BLACK VOTES COUNT -- Civil rights activist and lawyer Frank Ruff Parker III spent his career advocating for the rights of minorities to vote in and to win elections in Mississippi and other bastions of bigotry in the United States. His 1990 book Black Votes Count received many awards, including one from the American Bar Association. The book has been widely praised for chronicling the legal challenges needed to uphold the Voting Rights Act of 1965 in Mississippi where it had become common to nullify black votes through at-large elections, racial gerrymandering, changing offices from elective to appointive, and unfairly revising the qualifications for candidates for public office. The work culminated in the 1986 election of Mike Espy, Mississippi's first black congressman since Reconstruction, in a district that 22 years earlier did not have one registered black voter. 
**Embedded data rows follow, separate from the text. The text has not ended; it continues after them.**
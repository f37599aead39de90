//! Tessera - unified CLI entrypoint.
//!
//! Usage:
//!   tessera start --config config/tessera.toml
//!   tessera config validate --config config/tessera.toml
//!   tessera config show
//!   tessera inspect wal <wal-file>...
//!   tessera snapshot list --dir data/snapshots
//!   tessera snapshot inspect <snapshot-file>

use anyhow::Result;
use clap::Parser;
use std::path::PathBuf;
use tessera::cli::commands::{run_config, run_inspect, run_snapshot, run_start};
use tessera::cli::{Cli, Commands};

#[tokio::main]
async fn main() -> Result<()> {
    let cli = Cli::parse();

    let config_path = cli
        .config
        .map(PathBuf::from)
        .unwrap_or_else(|| PathBuf::from("config/tessera.toml"));

    match cli.command {
        Commands::Start(_args) => run_start(&config_path, cli.log_level.as_deref()).await,
        Commands::Config(args) => run_config(args, &config_path),
        Commands::Inspect(args) => run_inspect(args),
        Commands::Snapshot(args) => run_snapshot(args),
    }
}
Born in Mt. Pleasant, Westmoreland County, PA, the son of Frank R. and Marjorie (LaClair) Parker Jr., and grandson of Frank and Bessie (Hopwood) LaClair, he obtained his law degree at Harvard and went to work for the Office of General Counsel of the United States Commission on Civil Rights in Washington, DC. In 1968, at the height of civil unrest, deadly race riots and the assassination of Dr. Martin Luther King Jr., he relocated to Mississippi. He practiced there for 13 years as a civil rights lawyer, handling many court cases to provide relief for black voters and candidates. In about 1981 he returned to Washington DC when named Director of the Voting Rights Project of the Lawyers' Committee for Civil Rights Under Law. He joined the Joint Center for Political Studies in 1992 and taught at the District of Columbia School of Law. 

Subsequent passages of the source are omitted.